Al-Hayya died following an Israeli strike in Gaza City’s Daraj Tuffah area late on Wednesday, a source at the city’s Shifa Hospital told Al Jazeera.
In a statement cited by the Qatari media outlet on Thursday, Hamas said the killing of was an attempt by the Jewish state to “influence the will of the resistance and its political stances.”
Hamas warned that what it described as Jerusalem’s “crimes” would not persuade the terrorist group to change its positions in negotiations aimed at disarming it.
Israeli officials told the Hebrew-language Ynet outlet on Wednesday that Azzam al-Hayya was an operative of Hamas’s Nukba Force, which led the invasion of the northwestern Negev on Oct. 7, 2023, slaughtering some 1,200 people, wounding thousands of others and taking 251 hostages.
Khalil Al-Hayya was elected Hamas’s senior leader in the Strip earlier this week, in an internal vote that left the terrorist group’s leadership structure largely unchanged ahead of an upcoming election for its top political post.

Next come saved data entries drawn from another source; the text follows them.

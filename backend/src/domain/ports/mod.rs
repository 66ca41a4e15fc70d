//! Domain ports and supporting types for the hexagonal boundary.
//!
//! Driven ports (`*Repository`, [`PasswordHasher`]) are implemented by
//! outbound adapters. Driving ports (services, commands, queries) are what
//! inbound adapters call.

mod macros;
pub(crate) use macros::define_port_error;

mod login_service;
mod password_hasher;
mod registration_service;
mod request_authenticator;
mod todo_command;
mod todo_query;
mod todo_repository;
mod user_repository;

pub use login_service::LoginService;
#[cfg(test)]
pub use login_service::MockLoginService;
#[cfg(test)]
pub use password_hasher::MockPasswordHasher;
pub use password_hasher::{PasswordHasher, PasswordHasherError};
#[cfg(test)]
pub use registration_service::MockRegistrationService;
pub use registration_service::RegistrationService;
#[cfg(test)]
pub use request_authenticator::MockRequestAuthenticator;
pub use request_authenticator::RequestAuthenticator;
#[cfg(test)]
pub use todo_command::MockTodoCommand;
pub use todo_command::TodoCommand;
#[cfg(test)]
pub use todo_query::MockTodoQuery;
pub use todo_query::TodoQuery;
#[cfg(test)]
pub use todo_repository::MockTodoRepository;
pub use todo_repository::{TodoPersistenceError, TodoRepository};
#[cfg(test)]
pub use user_repository::MockUserRepository;
pub use user_repository::{UserPersistenceError, UserRepository};
//! To-do use-cases scoped to the requesting user.

use std::sync::Arc;

use async_trait::async_trait;
use mockable::Clock;
use tracing::debug;

use crate::domain::ownership::not_found;
use crate::domain::ports::{TodoCommand, TodoPersistenceError, TodoQuery, TodoRepository};
use crate::domain::{
    Error, OwnershipGuard, OwnershipPolicy, Todo, TodoId, TodoPatch, TodoText, UserId,
};

/// To-do service implementing the command and query driving ports.
#[derive(Clone)]
pub struct TodoService<R> {
    todos: Arc<R>,
    guard: OwnershipGuard,
    clock: Arc<dyn Clock>,
}

impl<R> TodoService<R> {
    pub fn new(todos: Arc<R>, guard: OwnershipGuard, clock: Arc<dyn Clock>) -> Self {
        Self {
            todos,
            guard,
            clock,
        }
    }
}

fn map_todo_error(error: TodoPersistenceError) -> Error {
    match error {
        TodoPersistenceError::Connection { message } => {
            Error::internal(format!("todo repository unavailable: {message}"))
        }
        TodoPersistenceError::Query { message } => {
            Error::internal(format!("todo repository error: {message}"))
        }
    }
}

impl<R: TodoRepository> TodoService<R> {
    async fn load(&self, id: &TodoId) -> Result<Todo, Error> {
        self.todos
            .find_by_id(id)
            .await
            .map_err(map_todo_error)?
            .ok_or_else(not_found)
    }
}

#[async_trait]
impl<R: TodoRepository> TodoQuery for TodoService<R> {
    async fn list(&self, requester: &UserId) -> Result<Vec<Todo>, Error> {
        self.todos
            .list_for_owner(requester)
            .await
            .map_err(map_todo_error)
    }

    async fn get(&self, requester: &UserId, id: &TodoId) -> Result<Todo, Error> {
        let item = self.load(id).await?;
        self.guard.authorize_read(item, requester)
    }
}

#[async_trait]
impl<R: TodoRepository> TodoCommand for TodoService<R> {
    async fn create(&self, owner: &UserId, text: TodoText) -> Result<Todo, Error> {
        let item = Todo::new(TodoId::random(), text, *owner, self.clock.utc());
        self.todos.insert(&item).await.map_err(map_todo_error)?;
        debug!(todo_id = %item.id(), user_id = %owner, "created todo");
        Ok(item)
    }

    async fn update(
        &self,
        requester: &UserId,
        id: &TodoId,
        patch: TodoPatch,
    ) -> Result<Todo, Error> {
        let item = self.load(id).await?;
        let item = self.guard.authorize_mutation(item, requester)?;
        let Some(text) = patch.text else {
            return Ok(item);
        };
        // A concurrent delete surfaces here as not found.
        self.todos
            .update_text(id, requester, &text, self.clock.utc())
            .await
            .map_err(map_todo_error)?
            .ok_or_else(not_found)
    }

    async fn delete(&self, requester: &UserId, id: &TodoId) -> Result<(), Error> {
        let removed = self
            .todos
            .delete_owned(id, requester)
            .await
            .map_err(map_todo_error)?;
        if removed {
            debug!(todo_id = %id, user_id = %requester, "deleted todo");
            return Ok(());
        }
        // Nothing matched (id, owner).
        match self.guard.policy() {
            OwnershipPolicy::Conceal => Err(not_found()),
            OwnershipPolicy::Explicit => {
                self.load(id).await?;
                Err(self.guard.foreign_item())
            }
        }
    }
}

Khalil al-Hayya has lost several sons in Israeli airstrikes over the years. In 2014, during “Operation Protective Edge,” his eldest son, Osama, was killed along with his wife. Another son, Hamza, was killed in 2008. A third son, Hammam, was killed in an Israeli strike in Doha targeting senior Hamas officials, though most survived.
Before Oct. 7, al-Hayya served as deputy to Hamas leader in Gaza Yahya Sinwar. Al-Hayya left the Gaza Strip before the Oct. 7 onslaught and has since mostly been based in Qatar, though he has also made visits to Turkey, Egypt, Lebanon and Syria. He has since headed Hamas’s negotiating team in ceasefire talks with the United States.
A U.S.-brokered ceasefire that took effect on Oct. 10, 2025, ended the two-year war in Gaza that was sparked by the Oct. 7 massacre.
Senior Hamas leaders including Khaled Mashaal and Musa Abu Marzouk have rejected key parts of Washington’s peace plan in recent months, including disarmament, despite having agreed to the proposal in October.
The Izz ad-Din al-Qassam Brigades, Hamas’s “military wing,” last month denounced calls for its disarmament under the ceasefire plan as “extremely dangerous.”